YKL-40 as a possible marker of neutrophilic asthma.

Asthma is a heterogeneous chronic disorder of the airways, with inflammation and bronchial hyperresponsiveness as its major underlying phenomena. Asthmatics vary in terms of inflammation pattern, concomitant pathologies, and factors aggravating the course of the disease. As a result, there is a need for sensitive and specific biomarkers that could facilitate diagnosing asthma as well as phenotyping in everyday practice. Chitinases and chitinase-like proteins (CLPs) seem promising in this field. Chitinases are evolutionarily conserved hydrolases that degrade chitin. In contrast, CLPs bind chitin but do not have degrading activity.

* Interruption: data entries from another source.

// Copyright (c) 2024-present, fjall-rs
// This source code is licensed under both the Apache 2.0 and MIT License
// (found in the LICENSE-* files in the repository)

//! The Query Executor (§4.3): a parallel filter over a prepared Block Store.

mod worker;

use crate::store::layout::EntityKind;
use crate::store::{AccessibilityIndexReader, AttributeIndexReader};
use crate::{Error, HashSet, Result, StoreOptions};
use std::io::{BufWriter, Write};
use std::path::{Path, PathBuf};

/// A filter query: return every accessibility record whose origin has a
/// value for every attribute in `origin_attrs`, and whose destination has a
/// value for every attribute in `dest_attrs`.
#[derive(Clone, Debug)]
pub struct QueryRequest {
    /// Root of the Block Store to query.
    pub store_dir: PathBuf,
    /// Origin attribute columns (0-based, matching the row schema).
    pub origin_attrs: Vec<u32>,
    /// Destination attribute columns (0-based, matching the row schema).
    pub dest_attrs: Vec<u32>,
    /// Where the flat `AccessibilityRecord` sequence is written.
    pub result_path: PathBuf,
}

/// Runs `request` against the Block Store, writing the filtered result.
///
/// No partial results on failure: either the complete result file is
/// written, or an error is returned and the result path is left untouched
/// (any partial output from a failed attempt is written to a temporary file
/// first and only renamed into place on success).
///
/// # Errors
///
/// Returns [`Error::BadArgument`] if either attribute list is empty (an
/// empty list would be vacuously satisfied by everything, collapsing
/// selectivity — see §4.3 step 2). Returns [`Error::MissingIndex`] if a
/// required index file is absent, or [`Error::FormatMismatch`]/[`Error::Io`]
/// for malformed or unreadable block files.
pub fn run(request: &QueryRequest, options: &StoreOptions) -> Result<()> {
    if request.origin_attrs.is_empty() || request.dest_attrs.is_empty() {
        return Err(Error::BadArgument(
            "origin_attrs and dest_attrs must both contain at least one attribute".to_string(),
        ));
    }

    log::info!(
        "query: store={} origin_attrs={:?} dest_attrs={:?}",
        request.store_dir.display(),
        request.origin_attrs,
        request.dest_attrs
    );

    let origin_index = AttributeIndexReader::open(&request.store_dir, EntityKind::Origin)?;
    let dest_index = AttributeIndexReader::open(&request.store_dir, EntityKind::Destination)?;

    let origin_sets = request
        .origin_attrs
        .iter()
        .map(|&a| worker::load_id_set(&origin_index, a))
        .collect::<Result<Vec<_>>>()?;

    let dest_sets = request
        .dest_attrs
        .iter()
        .map(|&a| worker::load_id_set(&dest_index, a))
        .collect::<Result<Vec<_>>>()?;

    let selected_dests = intersect_sets(&dest_sets);

    log::debug!(
        "query: {} candidate destinations after attribute intersection",
        selected_dests.len()
    );

    let acc_index = AccessibilityIndexReader::open(&request.store_dir)?;

    let worker_count = options.resolved_worker_threads().max(1);
    let chunks = partition(&selected_dests, worker_count);

    let mut chunk_results: Vec<Option<Result<Vec<_>>>> = (0..chunks.len()).map(|_| None).collect();

    std::thread::scope(|scope| {
        let acc_index = &acc_index;
        let origin_sets = &origin_sets;
        let handles: Vec<_> = chunks
            .iter()
            .map(|chunk| scope.spawn(move || worker::process_chunk(acc_index, origin_sets, chunk)))
            .collect();

        for (slot, handle) in chunk_results.iter_mut().zip(handles) {
            *slot = Some(handle.join().unwrap_or_else(|_| {
                Err(Error::Io {
                    path: None,
                    source: std::io::Error::other("query worker panicked"),
                })
            }));
        }
    });

    let mut records = Vec::new();
    for result in chunk_results {
        records.extend(result.expect("scope joined")?);
    }

    log::info!("query: {} records matched", records.len());

    write_result_atomic(&request.result_path, &records)
}

fn intersect_sets(sets: &[HashSet<u32>]) -> Vec<u32> {
    let Some((first, rest)) = sets.split_first() else {
        return Vec::new();
    };

    first
        .iter()
        .copied()
        .filter(|id| rest.iter().all(|set| set.contains(id)))
        .collect()
}

fn partition(ids: &[u32], worker_count: usize) -> Vec<Vec<u32>> {
    if ids.is_empty() {
        return Vec::new();
    }

    let chunk_size = ids.len().div_ceil(worker_count).max(1);
    ids.chunks(chunk_size).map(<[u32]>::to_vec).collect()
}

fn write_result_atomic(path: &Path, records: &[crate::format::AccessibilityRecord]) -> Result<()> {
    let parent = path.parent().filter(|p| !p.as_os_str().is_empty());

    if let Some(parent) = parent {
        std::fs::create_dir_all(parent).map_err(|e| Error::io_at(parent, e))?;
    }

    let mut temp_file = match parent {
        Some(parent) => tempfile::NamedTempFile::new_in(parent),
        None => tempfile::NamedTempFile::new(),
    }
    .map_err(|e| Error::io_at(path, e))?;

    {
        let mut writer = BufWriter::new(temp_file.as_file_mut());
        for record in records {
            record.write_to(&mut writer).map_err(|e| Error::io_at(path, e))?;
        }
        writer.flush().map_err(|e| Error::io_at(path, e))?;
    }

    temp_file.as_file_mut().sync_all().map_err(|e| Error::io_at(path, e))?;
    temp_file.persist(path).map_err(|e| Error::io_at(path, e.error))?;

    Ok(())
}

Mammalian chitinases and CLPs are produced by neutrophils, monocytes, and macrophages in response to parasitic or fungal infections. Recently, several questions have been raised about their role in chronic airway inflammation. Several studies demonstrated that overexpression of CLP YKL-40 was associated with asthma. Moreover, it correlated with exacerbation rate, therapy resistance, poor control of symptoms, and, inversely, with FEV. YKL-40 facilitated allergen sensitization and IgE production. Its concentration was elevated in bronchoalveolar lavage fluid after an allergen challenge. It was also found to promote the proliferation of bronchial smooth muscle cells and correlate with subepithelial membrane thickness. Thus, it may be involved in bronchial remodeling. Associations between YKL-40 and particular asthma phenotypes remain unclear. Some studies showed that YKL-40 correlates with blood eosinophilia and FeNO, suggesting a role in T2-high inflammation. Quite the opposite, cluster analyses revealed the highest upregulation in severe neutrophilic asthma and obesity-associated asthma. The main limitation in the practical application of YKL-40 as a biomarker is its low specificity. High serum levels of YKL-40 were also found in COPD and several malignancies, in addition to infectious and autoimmune diseases. To conclude, the level of YKL-40 correlates with asthma and some clinical features in the whole asthmatic population. The highest levels are found in neutrophilic and obesity-related phenotypes. However, due to its low specificity, the practical application of YKL-40 remains uncertain but could be useful in phenotyping, especially when combined with other biomarkers.